Mother sold the radio and bought a cabinet which she's started to stock with books. Novels. History books. Science books. Old books. New books. Books written in Hebrew and in English and sometimes, in Russian. ''Read, Asmara'', she says. ''Read. We won't be illegal forever.'' I believe her.
Note: Originally published in 2014, DoveTales, an International Journal of the Arts.
Author's Note
''Illegal'' was second place in the 2013 Writing for Peace Prize and was inspired by my mother's anecdotes following a pilgrimage to Israel in 2001. I was about six years old when she returned, and the stories she told, of the immigrants' losing contact with everything before the present, of daily humiliations too many and too much to write about made me wonder, too simplistically perhaps, why the immigrants did not just up and go home.

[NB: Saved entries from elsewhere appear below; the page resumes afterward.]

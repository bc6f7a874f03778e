use rust_decimal::Decimal;
use serde::{Deserialize, Serialize};

use super::calculation::{self, Totals};
use super::error::FaktorError;
use super::numbering::ServiceIdSource;
use super::validation::{self, ValidationReport};

/// An invoice as edited in the form and sent to storage.
#[derive(Debug, Clone, PartialEq, Serialize, Deserialize)]
#[serde(rename_all = "camelCase")]
pub struct Invoice {
    /// Business-facing invoice number (unique per owner, enforced by storage).
    pub number: String,
    /// Locale-formatted issue date. Never parsed.
    pub date: String,
    pub customer: Customer,
    /// Line items in display order.
    #[serde(default)]
    pub services: Vec<Service>,
    pub payment_info: PaymentInfo,
    /// Discount percentage (0–100). `None` means no discount.
    #[serde(default, skip_serializing_if = "Option::is_none")]
    pub discount: Option<Decimal>,
    /// Tax percentage (0–100). `None` means no tax.
    #[serde(default, skip_serializing_if = "Option::is_none")]
    pub tax: Option<Decimal>,
    #[serde(default, skip_serializing_if = "Option::is_none")]
    pub notes: Option<String>,
}

/// The invoiced customer.
#[derive(Debug, Clone, Default, PartialEq, Eq, Serialize, Deserialize)]
#[serde(rename_all = "camelCase")]
pub struct Customer {
    pub name: String,
    #[serde(default, skip_serializing_if = "Option::is_none")]
    pub company: Option<String>,
    /// Iranian mobile number (`09xxxxxxxxx`).
    #[serde(default, skip_serializing_if = "Option::is_none")]
    pub phone: Option<String>,
    #[serde(default, skip_serializing_if = "Option::is_none")]
    pub address: Option<String>,
}

/// A line item. Prices are whole Toman.
#[derive(Debug, Clone, PartialEq, Serialize, Deserialize)]
#[serde(rename_all = "camelCase")]
pub struct Service {
    /// Identifier unique within the invoice.
    pub id: u64,
    pub description: String,
    #[serde(default, skip_serializing_if = "Option::is_none")]
    pub additional_description: Option<String>,
    pub quantity: Decimal,
    /// Unit price in Toman.
    pub price: Decimal,
}

impl Service {
    /// `quantity × price`, unrounded. `None` if the product overflows.
    pub fn line_total(&self) -> Option<Decimal> {
        self.quantity.checked_mul(self.price)
    }
}

/// Card the customer pays to.
#[derive(Debug, Clone, Default, PartialEq, Eq, Serialize, Deserialize)]
#[serde(rename_all = "camelCase")]
pub struct PaymentInfo {
    /// 16-digit card number, optionally hyphen or space separated.
    pub card_number: String,
    pub card_holder_name: String,
    /// Detected from the card BIN or entered manually.
    #[serde(default)]
    pub bank_name: String,
    #[serde(default, skip_serializing_if = "Option::is_none")]
    pub bank_logo: Option<String>,
    #[serde(default, skip_serializing_if = "Option::is_none")]
    pub iban: Option<String>,
}

impl PaymentInfo {
    /// Fill `bank_name` and `bank_logo` from the card BIN.
    ///
    /// Returns `false` and leaves both fields untouched when the BIN is
    /// unknown, so a manually entered bank survives.
    #[cfg(feature = "banks")]
    pub fn apply_detected_bank(&mut self) -> bool {
        match crate::banks::detect_bank(&self.card_number) {
            Some(info) => {
                self.bank_name = info.bank.to_string();
                self.bank_logo = info.logo.map(String::from);
                true
            }
            None => false,
        }
    }
}

impl Invoice {
    /// Effective discount percentage; absent means 0.
    pub fn discount_percent(&self) -> Decimal {
        self.discount.unwrap_or(Decimal::ZERO)
    }

    /// Effective tax percentage; absent means 0.
    pub fn tax_percent(&self) -> Decimal {
        self.tax.unwrap_or(Decimal::ZERO)
    }

    /// Subtotal, discount, tax and total for the current services.
    ///
    /// Fails with [`FaktorError::Overflow`] only for amounts the validator
    /// also rejects.
    pub fn totals(&self) -> Result<Totals, FaktorError> {
        calculation::calculate_totals(&self.services, self.discount, self.tax)
    }

    /// Run every invoice rule and collect the failures.
    pub fn validate(&self) -> ValidationReport {
        validation::validate_invoice(self)
    }

    pub fn service(&self, id: u64) -> Option<&Service> {
        self.services.iter().find(|s| s.id == id)
    }

    /// Append a line item, assigning it the next id from `ids`.
    /// Returns the assigned id, or a numbering error once `ids` is exhausted.
    pub fn add_service(
        &mut self,
        ids: &mut ServiceIdSource,
        description: impl Into<String>,
        quantity: Decimal,
        price: Decimal,
    ) -> Result<u64, FaktorError> {
        let id = ids.next_id()?;
        self.services.push(Service {
            id,
            description: description.into(),
            additional_description: None,
            quantity,
            price,
        });
        Ok(id)
    }

    /// Replace the line item with `service.id`, keeping its position.
    pub fn update_service(&mut self, service: Service) -> Result<(), FaktorError> {
        let slot = self
            .services
            .iter_mut()
            .find(|s| s.id == service.id)
            .ok_or(FaktorError::ServiceNotFound(service.id))?;
        *slot = service;
        Ok(())
    }

    /// Edit the line item `id` in place.
    pub fn edit_service(
        &mut self,
        id: u64,
        edit: impl FnOnce(&mut Service),
    ) -> Result<(), FaktorError> {
        let slot = self
            .services
            .iter_mut()
            .find(|s| s.id == id)
            .ok_or(FaktorError::ServiceNotFound(id))?;
        edit(slot);
        // The id is the lookup key; keep it stable.
        slot.id = id;
        Ok(())
    }

    /// Remove and return the line item `id`.
    pub fn remove_service(&mut self, id: u64) -> Result<Service, FaktorError> {
        let idx = self
            .services
            .iter()
            .position(|s| s.id == id)
            .ok_or(FaktorError::ServiceNotFound(id))?;
        Ok(self.services.remove(idx))
    }
}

When I started the research on this story just over a decade later, it shocked me how many people still held on to the view that maturity and experience had taught me to discard. These immigrants could not just up and go; Israel was theirs as much as anyone else's, for better or worse.
Nneoma Ike-Njoku is a Nigerian writer and freelance editor. Her work has appeared or is forthcoming in Transition Magazine, The Kalahari Review, Ya Afriika, Interfictions: A Journal of Interstitial Arts, and Afrikana.ng.